Data excerpts START
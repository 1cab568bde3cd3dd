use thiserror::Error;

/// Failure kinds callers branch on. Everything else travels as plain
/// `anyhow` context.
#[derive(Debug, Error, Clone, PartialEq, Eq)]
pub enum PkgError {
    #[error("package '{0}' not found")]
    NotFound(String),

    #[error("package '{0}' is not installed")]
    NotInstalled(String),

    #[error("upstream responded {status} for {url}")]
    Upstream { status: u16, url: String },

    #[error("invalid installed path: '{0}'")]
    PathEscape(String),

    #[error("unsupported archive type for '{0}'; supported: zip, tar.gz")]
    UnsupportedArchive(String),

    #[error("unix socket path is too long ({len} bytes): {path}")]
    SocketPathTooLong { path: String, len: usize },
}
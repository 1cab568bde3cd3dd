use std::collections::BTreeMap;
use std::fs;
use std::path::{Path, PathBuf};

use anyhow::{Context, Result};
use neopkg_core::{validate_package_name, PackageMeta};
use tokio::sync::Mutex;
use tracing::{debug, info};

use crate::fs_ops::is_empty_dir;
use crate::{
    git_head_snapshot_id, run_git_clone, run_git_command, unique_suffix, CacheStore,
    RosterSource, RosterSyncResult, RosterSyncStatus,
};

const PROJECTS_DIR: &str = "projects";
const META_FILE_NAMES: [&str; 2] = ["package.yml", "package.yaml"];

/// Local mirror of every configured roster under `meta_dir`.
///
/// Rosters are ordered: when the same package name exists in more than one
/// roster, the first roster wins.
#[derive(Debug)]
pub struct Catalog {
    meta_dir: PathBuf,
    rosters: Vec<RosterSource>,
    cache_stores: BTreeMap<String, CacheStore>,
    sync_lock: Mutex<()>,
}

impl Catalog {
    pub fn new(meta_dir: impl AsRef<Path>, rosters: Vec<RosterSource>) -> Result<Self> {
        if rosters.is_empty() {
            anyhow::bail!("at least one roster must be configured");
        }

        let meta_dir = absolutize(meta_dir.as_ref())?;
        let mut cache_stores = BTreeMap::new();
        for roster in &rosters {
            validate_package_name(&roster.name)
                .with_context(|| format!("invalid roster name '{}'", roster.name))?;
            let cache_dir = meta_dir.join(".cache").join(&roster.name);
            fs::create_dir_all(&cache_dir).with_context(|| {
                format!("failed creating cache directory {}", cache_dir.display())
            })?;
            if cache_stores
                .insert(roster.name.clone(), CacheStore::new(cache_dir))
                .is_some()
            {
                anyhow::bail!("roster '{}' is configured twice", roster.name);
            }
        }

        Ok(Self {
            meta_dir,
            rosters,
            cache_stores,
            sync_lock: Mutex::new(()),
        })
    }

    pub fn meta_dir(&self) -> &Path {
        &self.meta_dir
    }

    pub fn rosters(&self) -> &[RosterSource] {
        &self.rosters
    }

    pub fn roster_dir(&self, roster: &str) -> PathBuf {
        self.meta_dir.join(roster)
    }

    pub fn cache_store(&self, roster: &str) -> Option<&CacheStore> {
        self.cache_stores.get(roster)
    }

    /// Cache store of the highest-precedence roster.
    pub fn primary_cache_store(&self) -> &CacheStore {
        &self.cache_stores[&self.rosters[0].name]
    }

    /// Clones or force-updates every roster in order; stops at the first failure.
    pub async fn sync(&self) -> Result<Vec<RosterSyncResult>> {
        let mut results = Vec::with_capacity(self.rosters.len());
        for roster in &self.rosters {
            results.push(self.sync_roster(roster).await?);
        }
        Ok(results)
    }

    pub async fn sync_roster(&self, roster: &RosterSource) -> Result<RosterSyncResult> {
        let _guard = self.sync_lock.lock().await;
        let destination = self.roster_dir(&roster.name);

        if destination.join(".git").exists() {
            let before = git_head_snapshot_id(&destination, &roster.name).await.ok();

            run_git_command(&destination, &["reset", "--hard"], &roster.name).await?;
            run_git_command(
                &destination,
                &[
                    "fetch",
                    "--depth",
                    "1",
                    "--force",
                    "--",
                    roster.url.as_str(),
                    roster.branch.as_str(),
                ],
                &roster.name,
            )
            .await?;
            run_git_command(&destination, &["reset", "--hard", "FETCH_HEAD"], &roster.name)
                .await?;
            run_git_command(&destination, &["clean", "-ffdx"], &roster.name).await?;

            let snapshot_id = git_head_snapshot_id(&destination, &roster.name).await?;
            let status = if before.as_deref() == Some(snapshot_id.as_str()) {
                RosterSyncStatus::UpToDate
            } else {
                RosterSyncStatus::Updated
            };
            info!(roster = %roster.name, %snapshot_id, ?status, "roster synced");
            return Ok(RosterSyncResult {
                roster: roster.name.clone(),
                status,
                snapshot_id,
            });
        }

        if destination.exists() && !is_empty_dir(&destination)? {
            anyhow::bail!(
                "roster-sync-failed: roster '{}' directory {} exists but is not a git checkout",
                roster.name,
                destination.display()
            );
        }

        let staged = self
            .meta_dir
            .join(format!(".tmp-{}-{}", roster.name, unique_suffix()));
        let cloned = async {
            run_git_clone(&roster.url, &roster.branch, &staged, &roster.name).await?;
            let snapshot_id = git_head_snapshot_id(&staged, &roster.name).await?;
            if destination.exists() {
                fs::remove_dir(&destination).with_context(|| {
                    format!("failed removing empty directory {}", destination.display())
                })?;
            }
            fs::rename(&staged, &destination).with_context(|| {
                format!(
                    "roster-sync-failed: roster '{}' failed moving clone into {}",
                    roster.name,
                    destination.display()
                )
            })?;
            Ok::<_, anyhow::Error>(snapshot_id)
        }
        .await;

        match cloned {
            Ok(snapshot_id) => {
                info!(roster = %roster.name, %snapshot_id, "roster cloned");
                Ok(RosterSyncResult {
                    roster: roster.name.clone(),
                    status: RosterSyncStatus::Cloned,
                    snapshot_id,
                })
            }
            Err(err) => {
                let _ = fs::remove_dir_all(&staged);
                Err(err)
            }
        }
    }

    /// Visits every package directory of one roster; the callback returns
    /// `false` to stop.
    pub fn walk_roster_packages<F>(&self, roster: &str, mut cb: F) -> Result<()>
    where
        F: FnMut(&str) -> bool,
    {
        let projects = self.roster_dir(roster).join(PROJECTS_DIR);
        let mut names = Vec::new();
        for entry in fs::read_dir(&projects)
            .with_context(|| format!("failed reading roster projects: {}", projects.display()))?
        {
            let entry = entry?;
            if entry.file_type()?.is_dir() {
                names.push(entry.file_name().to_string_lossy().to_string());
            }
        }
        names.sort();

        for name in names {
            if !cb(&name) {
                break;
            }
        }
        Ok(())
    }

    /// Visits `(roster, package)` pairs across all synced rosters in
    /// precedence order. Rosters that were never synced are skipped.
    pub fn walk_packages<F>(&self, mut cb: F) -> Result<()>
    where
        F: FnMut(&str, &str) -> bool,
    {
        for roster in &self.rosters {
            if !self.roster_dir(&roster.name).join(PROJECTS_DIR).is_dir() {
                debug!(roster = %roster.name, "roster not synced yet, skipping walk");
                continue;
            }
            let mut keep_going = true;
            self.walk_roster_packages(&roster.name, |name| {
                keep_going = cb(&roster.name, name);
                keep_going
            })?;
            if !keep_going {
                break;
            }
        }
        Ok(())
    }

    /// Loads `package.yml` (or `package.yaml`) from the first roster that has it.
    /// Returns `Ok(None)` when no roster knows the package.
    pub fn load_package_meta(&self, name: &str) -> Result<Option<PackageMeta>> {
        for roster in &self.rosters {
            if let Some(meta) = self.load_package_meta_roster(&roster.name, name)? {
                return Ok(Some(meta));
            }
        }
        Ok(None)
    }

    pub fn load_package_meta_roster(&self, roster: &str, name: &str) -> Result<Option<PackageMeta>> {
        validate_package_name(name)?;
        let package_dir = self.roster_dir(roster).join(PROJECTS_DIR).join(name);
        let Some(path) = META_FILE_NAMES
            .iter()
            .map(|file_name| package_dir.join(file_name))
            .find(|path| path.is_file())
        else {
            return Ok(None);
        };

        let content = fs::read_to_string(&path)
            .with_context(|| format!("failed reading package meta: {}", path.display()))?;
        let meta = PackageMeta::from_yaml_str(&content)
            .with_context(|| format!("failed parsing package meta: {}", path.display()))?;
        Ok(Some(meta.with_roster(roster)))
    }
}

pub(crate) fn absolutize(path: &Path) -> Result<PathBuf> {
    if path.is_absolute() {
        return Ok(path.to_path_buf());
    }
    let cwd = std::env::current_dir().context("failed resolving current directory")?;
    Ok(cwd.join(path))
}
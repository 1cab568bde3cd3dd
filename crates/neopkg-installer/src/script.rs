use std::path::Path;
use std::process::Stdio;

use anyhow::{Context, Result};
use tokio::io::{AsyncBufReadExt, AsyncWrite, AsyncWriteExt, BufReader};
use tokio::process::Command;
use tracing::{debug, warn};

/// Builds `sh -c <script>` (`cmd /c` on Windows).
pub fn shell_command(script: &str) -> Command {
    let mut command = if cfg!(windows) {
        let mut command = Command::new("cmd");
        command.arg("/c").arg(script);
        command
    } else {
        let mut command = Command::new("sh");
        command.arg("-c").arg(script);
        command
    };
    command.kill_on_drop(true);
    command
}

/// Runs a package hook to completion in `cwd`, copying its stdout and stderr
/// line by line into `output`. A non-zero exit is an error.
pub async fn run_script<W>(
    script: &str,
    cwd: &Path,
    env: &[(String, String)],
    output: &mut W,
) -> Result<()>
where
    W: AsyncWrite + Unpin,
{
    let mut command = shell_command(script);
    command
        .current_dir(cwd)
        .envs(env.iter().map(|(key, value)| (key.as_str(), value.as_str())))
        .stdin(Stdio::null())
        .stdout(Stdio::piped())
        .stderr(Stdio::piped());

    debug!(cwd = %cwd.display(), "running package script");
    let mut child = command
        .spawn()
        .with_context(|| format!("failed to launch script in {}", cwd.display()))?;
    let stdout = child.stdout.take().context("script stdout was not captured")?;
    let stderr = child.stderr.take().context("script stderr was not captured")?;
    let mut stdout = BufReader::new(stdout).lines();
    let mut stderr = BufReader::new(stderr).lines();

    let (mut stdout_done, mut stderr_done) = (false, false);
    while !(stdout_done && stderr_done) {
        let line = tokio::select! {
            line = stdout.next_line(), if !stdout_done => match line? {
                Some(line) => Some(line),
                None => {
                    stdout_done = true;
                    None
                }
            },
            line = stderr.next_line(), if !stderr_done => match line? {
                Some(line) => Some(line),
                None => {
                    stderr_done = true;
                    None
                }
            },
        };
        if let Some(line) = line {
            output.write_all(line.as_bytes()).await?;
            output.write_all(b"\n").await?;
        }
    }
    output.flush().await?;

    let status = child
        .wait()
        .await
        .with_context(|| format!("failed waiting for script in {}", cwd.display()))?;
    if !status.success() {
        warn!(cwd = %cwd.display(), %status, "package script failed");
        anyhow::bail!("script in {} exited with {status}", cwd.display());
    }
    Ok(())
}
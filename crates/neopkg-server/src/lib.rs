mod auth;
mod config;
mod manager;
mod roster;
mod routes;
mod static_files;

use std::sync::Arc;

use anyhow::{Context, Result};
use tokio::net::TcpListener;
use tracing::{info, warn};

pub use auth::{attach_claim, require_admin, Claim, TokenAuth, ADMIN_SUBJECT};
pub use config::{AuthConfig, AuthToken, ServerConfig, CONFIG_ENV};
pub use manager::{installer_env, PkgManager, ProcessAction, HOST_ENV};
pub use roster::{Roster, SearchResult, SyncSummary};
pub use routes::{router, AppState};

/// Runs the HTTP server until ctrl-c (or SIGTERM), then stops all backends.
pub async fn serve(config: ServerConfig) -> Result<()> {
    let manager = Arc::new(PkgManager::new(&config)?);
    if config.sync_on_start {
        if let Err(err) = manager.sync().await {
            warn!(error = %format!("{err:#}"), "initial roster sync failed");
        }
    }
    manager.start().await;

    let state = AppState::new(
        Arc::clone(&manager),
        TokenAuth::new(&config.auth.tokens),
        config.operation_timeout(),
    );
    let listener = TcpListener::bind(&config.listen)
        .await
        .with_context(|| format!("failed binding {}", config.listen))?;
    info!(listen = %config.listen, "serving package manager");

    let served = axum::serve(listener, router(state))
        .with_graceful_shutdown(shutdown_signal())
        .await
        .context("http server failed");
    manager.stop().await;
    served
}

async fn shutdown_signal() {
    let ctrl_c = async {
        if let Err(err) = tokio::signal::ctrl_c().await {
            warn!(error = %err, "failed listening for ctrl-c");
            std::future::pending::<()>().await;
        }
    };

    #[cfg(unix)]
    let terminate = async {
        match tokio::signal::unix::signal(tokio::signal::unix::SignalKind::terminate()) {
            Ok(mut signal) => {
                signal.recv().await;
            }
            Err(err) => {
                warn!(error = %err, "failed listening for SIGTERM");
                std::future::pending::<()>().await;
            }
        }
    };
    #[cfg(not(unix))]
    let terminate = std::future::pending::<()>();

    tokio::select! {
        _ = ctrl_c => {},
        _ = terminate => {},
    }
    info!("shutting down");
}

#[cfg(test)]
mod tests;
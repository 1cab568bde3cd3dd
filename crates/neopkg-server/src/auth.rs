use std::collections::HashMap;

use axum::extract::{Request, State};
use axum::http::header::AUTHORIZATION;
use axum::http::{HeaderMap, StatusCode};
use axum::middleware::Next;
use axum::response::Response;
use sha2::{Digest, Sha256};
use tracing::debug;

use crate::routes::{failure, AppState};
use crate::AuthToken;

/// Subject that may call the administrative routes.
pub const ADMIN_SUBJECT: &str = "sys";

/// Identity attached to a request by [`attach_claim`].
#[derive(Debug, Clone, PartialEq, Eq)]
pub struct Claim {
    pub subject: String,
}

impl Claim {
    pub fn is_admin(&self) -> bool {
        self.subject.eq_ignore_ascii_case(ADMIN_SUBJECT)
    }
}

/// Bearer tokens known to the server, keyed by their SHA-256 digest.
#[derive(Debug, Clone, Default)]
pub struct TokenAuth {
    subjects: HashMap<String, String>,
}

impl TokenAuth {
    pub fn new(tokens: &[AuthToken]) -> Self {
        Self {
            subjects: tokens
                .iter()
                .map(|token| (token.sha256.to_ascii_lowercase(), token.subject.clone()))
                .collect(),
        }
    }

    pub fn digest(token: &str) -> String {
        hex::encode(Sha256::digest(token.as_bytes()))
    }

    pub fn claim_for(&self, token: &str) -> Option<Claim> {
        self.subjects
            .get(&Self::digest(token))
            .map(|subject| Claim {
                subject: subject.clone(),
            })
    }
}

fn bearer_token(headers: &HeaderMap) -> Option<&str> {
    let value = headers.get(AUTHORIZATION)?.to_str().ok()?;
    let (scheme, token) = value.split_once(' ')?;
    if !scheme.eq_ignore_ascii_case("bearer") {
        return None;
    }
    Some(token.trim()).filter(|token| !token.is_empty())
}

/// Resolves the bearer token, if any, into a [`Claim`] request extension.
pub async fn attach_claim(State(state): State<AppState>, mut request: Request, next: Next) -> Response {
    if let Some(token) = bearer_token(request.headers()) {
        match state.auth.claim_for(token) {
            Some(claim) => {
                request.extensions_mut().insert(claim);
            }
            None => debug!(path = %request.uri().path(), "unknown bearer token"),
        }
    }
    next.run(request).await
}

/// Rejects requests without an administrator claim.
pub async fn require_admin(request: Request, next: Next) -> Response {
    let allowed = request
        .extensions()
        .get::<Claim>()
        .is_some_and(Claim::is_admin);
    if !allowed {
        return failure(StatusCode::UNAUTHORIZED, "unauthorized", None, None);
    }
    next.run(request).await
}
Data excerpts END
Prompt: Scan the listing above for the word "Visits" and copy every line that holds it.

Reply to the exercise:
    /// Visits every package directory of one roster; the callback returns
    /// Visits `(roster, package)` pairs across all synced rosters in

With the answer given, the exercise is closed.